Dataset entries

•••••

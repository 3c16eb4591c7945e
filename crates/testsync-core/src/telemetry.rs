//! Tracing initialisation for the testsync binary.
//!
//! What a sync logs, by level:
//!
//! - `info`: reconcile totals, header refresh, store schema checks and
//!   failures that fell back from polled frames
//! - `warn`: store retries, unreadable results files and failures reported
//!   without a location
//! - `error`: ambiguous record matches
//! - `debug`: each wait for stack frames and every store query
//!
//! Call [`init_tracing`] once at program start. Later calls are ignored
//! because the global subscriber can only be set once per process.

use tracing::Level;
use tracing_subscriber::layer::SubscriberExt;
use tracing_subscriber::util::SubscriberInitExt;
use tracing_subscriber::{fmt, EnvFilter};

/// Install the global subscriber.
///
/// `RUST_LOG` wins when set; otherwise `level` is used for every target.
/// With `json`, log lines are newline-delimited JSON written to stderr so
/// that stdout stays free for command output.
pub fn init_tracing(json: bool, level: Level) {
    let env_filter =
        EnvFilter::try_from_default_env().unwrap_or_else(|_| EnvFilter::new(level.as_str()));

    if json {
        tracing_subscriber::registry()
            .with(env_filter)
            .with(fmt::layer().with_target(false).with_writer(std::io::stderr).json())
            .try_init()
            .ok();
    } else {
        tracing_subscriber::registry()
            .with(env_filter)
            .with(fmt::layer().with_target(false).with_writer(std::io::stderr))
            .try_init()
            .ok();
    }
}

#[cfg(test)]
mod tests {
    use super::*;

    #[test]
    fn repeated_init_is_harmless() {
        init_tracing(false, Level::WARN);
        init_tracing(true, Level::DEBUG);
        tracing::info!("still logging");
    }
}
//! Error types for testsync-state

use thiserror::Error;

/// Errors that can occur while talking to a record store
#[derive(Error, Debug)]
pub enum StorageError {
    /// No record with the given id exists in the store
    #[error("Record not found: {id}")]
    RecordNotFound { id: String },

    /// Local file access failed
    #[error("Store I/O failed: {0}")]
    Io(#[from] std::io::Error),

    /// Record (de)serialization failed
    #[error("Serialization failed: {0}")]
    Serialization(#[from] serde_json::Error),

    /// Remote API answered with a non-success status
    #[error("Store API returned {status}: {body}")]
    Http { status: u16, body: String },

    /// Remote API could not be reached
    #[error("Store transport failed: {0}")]
    Transport(String),

    /// The remote database does not carry the expected properties
    #[error("Invalid store schema:\n{}", .issues.join("\n"))]
    Schema { issues: Vec<String> },

    /// A remote payload was missing a field the store relies on
    #[error("Malformed store payload: {0}")]
    Malformed(String),
}

impl From<reqwest::Error> for StorageError {
    fn from(err: reqwest::Error) -> Self {
        StorageError::Transport(err.to_string())
    }
}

•••••

EXERCISE OBJECTIVE
Output the lines above verbatim and in full.

TASK RESULT
repository 3c16eb4591c7945e
filename crates/testsync-core/src/telemetry.rs
//! Tracing initialisation for the testsync binary.
//!
//! What a sync logs, by level:
//!
//! - `info`: reconcile totals, header refresh, store schema checks and
//!   failures that fell back from polled frames
//! - `warn`: store retries, unreadable results files and failures reported
//!   without a location
//! - `error`: ambiguous record matches
//! - `debug`: each wait for stack frames and every store query
//!
//! Call [`init_tracing`] once at program start. Later calls are ignored
//! because the global subscriber can only be set once per process.

use tracing::Level;
use tracing_subscriber::layer::SubscriberExt;
use tracing_subscriber::util::SubscriberInitExt;
use tracing_subscriber::{fmt, EnvFilter};

/// Install the global subscriber.
///
/// `RUST_LOG` wins when set; otherwise `level` is used for every target.
/// With `json`, log lines are newline-delimited JSON written to stderr so
/// that stdout stays free for command output.
pub fn init_tracing(json: bool, level: Level) {
    let env_filter =
        EnvFilter::try_from_default_env().unwrap_or_else(|_| EnvFilter::new(level.as_str()));

    if json {
        tracing_subscriber::registry()
            .with(env_filter)
            .with(fmt::layer().with_target(false).with_writer(std::io::stderr).json())
            .try_init()
            .ok();
    } else {
        tracing_subscriber::registry()
            .with(env_filter)
            .with(fmt::layer().with_target(false).with_writer(std::io::stderr))
            .try_init()
            .ok();
    }
}

#[cfg(test)]
mod tests {
    use super::*;

    #[test]
    fn repeated_init_is_harmless() {
        init_tracing(false, Level::WARN);
        init_tracing(true, Level::DEBUG);
        tracing::info!("still logging");
    }
}
//! Error types for testsync-state

use thiserror::Error;

/// Errors that can occur while talking to a record store
#[derive(Error, Debug)]
pub enum StorageError {
    /// No record with the given id exists in the store
    #[error("Record not found: {id}")]
    RecordNotFound { id: String },

    /// Local file access failed
    #[error("Store I/O failed: {0}")]
    Io(#[from] std::io::Error),

    /// Record (de)serialization failed
    #[error("Serialization failed: {0}")]
    Serialization(#[from] serde_json::Error),

    /// Remote API answered with a non-success status
    #[error("Store API returned {status}: {body}")]
    Http { status: u16, body: String },

    /// Remote API could not be reached
    #[error("Store transport failed: {0}")]
    Transport(String),

    /// The remote database does not carry the expected properties
    #[error("Invalid store schema:\n{}", .issues.join("\n"))]
    Schema { issues: Vec<String> },

    /// A remote payload was missing a field the store relies on
    #[error("Malformed store payload: {0}")]
    Malformed(String),
}

impl From<reqwest::Error> for StorageError {
    fn from(err: reqwest::Error) -> Self {
        StorageError::Transport(err.to_string())
    }
}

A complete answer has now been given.